** Opening Material to process block **

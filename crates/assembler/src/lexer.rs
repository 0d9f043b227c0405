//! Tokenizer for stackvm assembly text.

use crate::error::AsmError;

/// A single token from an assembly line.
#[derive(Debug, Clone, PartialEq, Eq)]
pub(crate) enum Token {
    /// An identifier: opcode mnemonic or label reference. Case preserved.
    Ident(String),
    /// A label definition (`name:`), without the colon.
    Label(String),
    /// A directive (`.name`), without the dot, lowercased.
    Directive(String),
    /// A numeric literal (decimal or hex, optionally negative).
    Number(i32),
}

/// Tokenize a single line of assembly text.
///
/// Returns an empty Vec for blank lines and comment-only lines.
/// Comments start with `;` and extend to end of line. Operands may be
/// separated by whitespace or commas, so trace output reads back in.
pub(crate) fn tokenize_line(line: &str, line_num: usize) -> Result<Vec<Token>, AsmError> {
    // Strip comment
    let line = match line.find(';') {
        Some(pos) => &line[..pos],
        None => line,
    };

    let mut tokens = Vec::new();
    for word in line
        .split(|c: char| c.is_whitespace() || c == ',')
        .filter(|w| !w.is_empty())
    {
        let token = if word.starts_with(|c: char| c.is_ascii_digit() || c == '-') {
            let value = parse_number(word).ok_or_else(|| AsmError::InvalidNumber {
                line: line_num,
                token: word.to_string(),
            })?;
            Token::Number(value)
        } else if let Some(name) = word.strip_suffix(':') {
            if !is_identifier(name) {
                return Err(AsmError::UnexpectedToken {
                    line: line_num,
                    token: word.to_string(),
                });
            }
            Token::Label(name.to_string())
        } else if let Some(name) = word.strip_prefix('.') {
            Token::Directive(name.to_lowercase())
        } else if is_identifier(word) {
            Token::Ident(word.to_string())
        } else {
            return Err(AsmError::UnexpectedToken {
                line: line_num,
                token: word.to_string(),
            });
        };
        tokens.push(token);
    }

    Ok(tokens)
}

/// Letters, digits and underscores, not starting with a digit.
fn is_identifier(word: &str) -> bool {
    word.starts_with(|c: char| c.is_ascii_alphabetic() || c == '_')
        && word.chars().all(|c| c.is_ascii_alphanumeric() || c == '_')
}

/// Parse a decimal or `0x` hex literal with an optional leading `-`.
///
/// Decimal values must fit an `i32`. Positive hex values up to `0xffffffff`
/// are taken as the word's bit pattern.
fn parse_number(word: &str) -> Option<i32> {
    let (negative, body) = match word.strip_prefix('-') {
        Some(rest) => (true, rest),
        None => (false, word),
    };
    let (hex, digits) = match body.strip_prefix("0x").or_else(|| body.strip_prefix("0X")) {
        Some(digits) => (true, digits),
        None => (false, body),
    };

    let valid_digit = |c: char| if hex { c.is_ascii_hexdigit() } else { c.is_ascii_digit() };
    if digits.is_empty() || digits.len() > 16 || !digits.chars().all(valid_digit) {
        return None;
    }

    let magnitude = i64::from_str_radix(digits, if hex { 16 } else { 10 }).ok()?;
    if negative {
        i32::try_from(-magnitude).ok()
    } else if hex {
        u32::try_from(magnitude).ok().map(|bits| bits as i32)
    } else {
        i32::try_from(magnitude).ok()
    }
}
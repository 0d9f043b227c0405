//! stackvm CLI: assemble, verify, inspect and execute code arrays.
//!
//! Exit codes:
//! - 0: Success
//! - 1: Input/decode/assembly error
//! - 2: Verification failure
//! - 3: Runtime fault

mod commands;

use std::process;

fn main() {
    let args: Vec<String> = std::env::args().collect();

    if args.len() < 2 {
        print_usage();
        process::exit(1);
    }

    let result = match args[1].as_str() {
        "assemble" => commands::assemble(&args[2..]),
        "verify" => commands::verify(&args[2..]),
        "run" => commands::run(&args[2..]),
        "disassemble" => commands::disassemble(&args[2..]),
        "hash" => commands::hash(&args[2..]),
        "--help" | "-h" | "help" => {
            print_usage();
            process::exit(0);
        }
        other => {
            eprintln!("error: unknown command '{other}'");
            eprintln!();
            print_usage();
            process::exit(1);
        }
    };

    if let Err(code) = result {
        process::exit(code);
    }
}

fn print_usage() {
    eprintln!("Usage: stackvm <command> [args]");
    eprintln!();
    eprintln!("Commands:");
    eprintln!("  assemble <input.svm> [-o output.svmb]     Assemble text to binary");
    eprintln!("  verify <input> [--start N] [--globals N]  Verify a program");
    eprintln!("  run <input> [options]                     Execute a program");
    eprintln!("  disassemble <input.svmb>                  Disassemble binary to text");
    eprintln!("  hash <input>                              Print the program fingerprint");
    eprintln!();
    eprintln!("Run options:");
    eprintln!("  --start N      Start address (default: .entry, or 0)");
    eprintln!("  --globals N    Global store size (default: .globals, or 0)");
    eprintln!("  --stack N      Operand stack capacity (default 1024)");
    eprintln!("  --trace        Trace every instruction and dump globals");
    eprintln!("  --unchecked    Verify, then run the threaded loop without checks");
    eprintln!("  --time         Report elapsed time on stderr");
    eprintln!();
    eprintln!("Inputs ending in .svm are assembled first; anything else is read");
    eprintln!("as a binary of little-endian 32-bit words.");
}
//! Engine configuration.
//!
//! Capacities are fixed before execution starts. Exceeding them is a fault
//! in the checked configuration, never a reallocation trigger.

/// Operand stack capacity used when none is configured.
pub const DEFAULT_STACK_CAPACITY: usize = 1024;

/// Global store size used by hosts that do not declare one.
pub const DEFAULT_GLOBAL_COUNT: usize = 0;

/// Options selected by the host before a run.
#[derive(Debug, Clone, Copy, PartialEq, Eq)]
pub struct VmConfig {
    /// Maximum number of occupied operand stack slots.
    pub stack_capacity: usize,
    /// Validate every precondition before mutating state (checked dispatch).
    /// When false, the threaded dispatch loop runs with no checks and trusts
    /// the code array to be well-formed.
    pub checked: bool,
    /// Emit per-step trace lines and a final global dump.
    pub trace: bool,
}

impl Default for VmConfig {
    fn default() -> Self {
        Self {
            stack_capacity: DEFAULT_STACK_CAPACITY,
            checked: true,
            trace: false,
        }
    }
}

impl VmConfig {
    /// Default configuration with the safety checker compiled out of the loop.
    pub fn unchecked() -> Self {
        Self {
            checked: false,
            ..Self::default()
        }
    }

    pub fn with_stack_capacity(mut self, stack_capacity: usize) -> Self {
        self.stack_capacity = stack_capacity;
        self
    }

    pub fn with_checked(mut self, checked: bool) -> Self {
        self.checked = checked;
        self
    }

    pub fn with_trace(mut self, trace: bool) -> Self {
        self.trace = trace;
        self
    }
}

** Closing Material to process block **

- [Problem requirements] Keeping every line exactly as it is, retype the listing.

- [Written reply]
filename crates/assembler/src/lexer.rs
repository 0d9f043b227c0405
//! Tokenizer for stackvm assembly text.

use crate::error::AsmError;

/// A single token from an assembly line.
#[derive(Debug, Clone, PartialEq, Eq)]
pub(crate) enum Token {
    /// An identifier: opcode mnemonic or label reference. Case preserved.
    Ident(String),
    /// A label definition (`name:`), without the colon.
    Label(String),
    /// A directive (`.name`), without the dot, lowercased.
    Directive(String),
    /// A numeric literal (decimal or hex, optionally negative).
    Number(i32),
}

/// Tokenize a single line of assembly text.
///
/// Returns an empty Vec for blank lines and comment-only lines.
/// Comments start with `;` and extend to end of line. Operands may be
/// separated by whitespace or commas, so trace output reads back in.
pub(crate) fn tokenize_line(line: &str, line_num: usize) -> Result<Vec<Token>, AsmError> {
    // Strip comment
    let line = match line.find(';') {
        Some(pos) => &line[..pos],
        None => line,
    };

    let mut tokens = Vec::new();
    for word in line
        .split(|c: char| c.is_whitespace() || c == ',')
        .filter(|w| !w.is_empty())
    {
        let token = if word.starts_with(|c: char| c.is_ascii_digit() || c == '-') {
            let value = parse_number(word).ok_or_else(|| AsmError::InvalidNumber {
                line: line_num,
                token: word.to_string(),
            })?;
            Token::Number(value)
        } else if let Some(name) = word.strip_suffix(':') {
            if !is_identifier(name) {
                return Err(AsmError::UnexpectedToken {
                    line: line_num,
                    token: word.to_string(),
                });
            }
            Token::Label(name.to_string())
        } else if let Some(name) = word.strip_prefix('.') {
            Token::Directive(name.to_lowercase())
        } else if is_identifier(word) {
            Token::Ident(word.to_string())
        } else {
            return Err(AsmError::UnexpectedToken {
                line: line_num,
                token: word.to_string(),
            });
        };
        tokens.push(token);
    }

    Ok(tokens)
}

/// Letters, digits and underscores, not starting with a digit.
fn is_identifier(word: &str) -> bool {
    word.starts_with(|c: char| c.is_ascii_alphabetic() || c == '_')
        && word.chars().all(|c| c.is_ascii_alphanumeric() || c == '_')
}

/// Parse a decimal or `0x` hex literal with an optional leading `-`.
///
/// Decimal values must fit an `i32`. Positive hex values up to `0xffffffff`
/// are taken as the word's bit pattern.
fn parse_number(word: &str) -> Option<i32> {
    let (negative, body) = match word.strip_prefix('-') {
        Some(rest) => (true, rest),
        None => (false, word),
    };
    let (hex, digits) = match body.strip_prefix("0x").or_else(|| body.strip_prefix("0X")) {
        Some(digits) => (true, digits),
        None => (false, body),
    };

    let valid_digit = |c: char| if hex { c.is_ascii_hexdigit() } else { c.is_ascii_digit() };
    if digits.is_empty() || digits.len() > 16 || !digits.chars().all(valid_digit) {
        return None;
    }

    let magnitude = i64::from_str_radix(digits, if hex { 16 } else { 10 }).ok()?;
    if negative {
        i32::try_from(-magnitude).ok()
    } else if hex {
        u32::try_from(magnitude).ok().map(|bits| bits as i32)
    } else {
        i32::try_from(magnitude).ok()
    }
}
repository 0d9f043b227c0405
//! stackvm CLI: assemble, verify, inspect and execute code arrays.
//!
//! Exit codes:
//! - 0: Success
//! - 1: Input/decode/assembly error
//! - 2: Verification failure
//! - 3: Runtime fault

mod commands;

use std::process;

fn main() {
    let args: Vec<String> = std::env::args().collect();

    if args.len() < 2 {
        print_usage();
        process::exit(1);
    }

    let result = match args[1].as_str() {
        "assemble" => commands::assemble(&args[2..]),
        "verify" => commands::verify(&args[2..]),
        "run" => commands::run(&args[2..]),
        "disassemble" => commands::disassemble(&args[2..]),
        "hash" => commands::hash(&args[2..]),
        "--help" | "-h" | "help" => {
            print_usage();
            process::exit(0);
        }
        other => {
            eprintln!("error: unknown command '{other}'");
            eprintln!();
            print_usage();
            process::exit(1);
        }
    };

    if let Err(code) = result {
        process::exit(code);
    }
}

fn print_usage() {
    eprintln!("Usage: stackvm <command> [args]");
    eprintln!();
    eprintln!("Commands:");
    eprintln!("  assemble <input.svm> [-o output.svmb]     Assemble text to binary");
    eprintln!("  verify <input> [--start N] [--globals N]  Verify a program");
    eprintln!("  run <input> [options]                     Execute a program");
    eprintln!("  disassemble <input.svmb>                  Disassemble binary to text");
    eprintln!("  hash <input>                              Print the program fingerprint");
    eprintln!();
    eprintln!("Run options:");
    eprintln!("  --start N      Start address (default: .entry, or 0)");
    eprintln!("  --globals N    Global store size (default: .globals, or 0)");
    eprintln!("  --stack N      Operand stack capacity (default 1024)");
    eprintln!("  --trace        Trace every instruction and dump globals");
    eprintln!("  --unchecked    Verify, then run the threaded loop without checks");
    eprintln!("  --time         Report elapsed time on stderr");
    eprintln!();
    eprintln!("Inputs ending in .svm are assembled first; anything else is read");
    eprintln!("as a binary of little-endian 32-bit words.");
}
//! Engine configuration.
//!
//! Capacities are fixed before execution starts. Exceeding them is a fault
//! in the checked configuration, never a reallocation trigger.

/// Operand stack capacity used when none is configured.
pub const DEFAULT_STACK_CAPACITY: usize = 1024;

/// Global store size used by hosts that do not declare one.
pub const DEFAULT_GLOBAL_COUNT: usize = 0;

/// Options selected by the host before a run.
#[derive(Debug, Clone, Copy, PartialEq, Eq)]
pub struct VmConfig {
    /// Maximum number of occupied operand stack slots.
    pub stack_capacity: usize,
    /// Validate every precondition before mutating state (checked dispatch).
    /// When false, the threaded dispatch loop runs with no checks and trusts
    /// the code array to be well-formed.
    pub checked: bool,
    /// Emit per-step trace lines and a final global dump.
    pub trace: bool,
}

impl Default for VmConfig {
    fn default() -> Self {
        Self {
            stack_capacity: DEFAULT_STACK_CAPACITY,
            checked: true,
            trace: false,
        }
    }
}

impl VmConfig {
    /// Default configuration with the safety checker compiled out of the loop.
    pub fn unchecked() -> Self {
        Self {
            checked: false,
            ..Self::default()
        }
    }

    pub fn with_stack_capacity(mut self, stack_capacity: usize) -> Self {
        self.stack_capacity = stack_capacity;
        self
    }

    pub fn with_checked(mut self, checked: bool) -> Self {
        self.checked = checked;
        self
    }

    pub fn with_trace(mut self, trace: bool) -> Self {
        self.trace = trace;
        self
    }
}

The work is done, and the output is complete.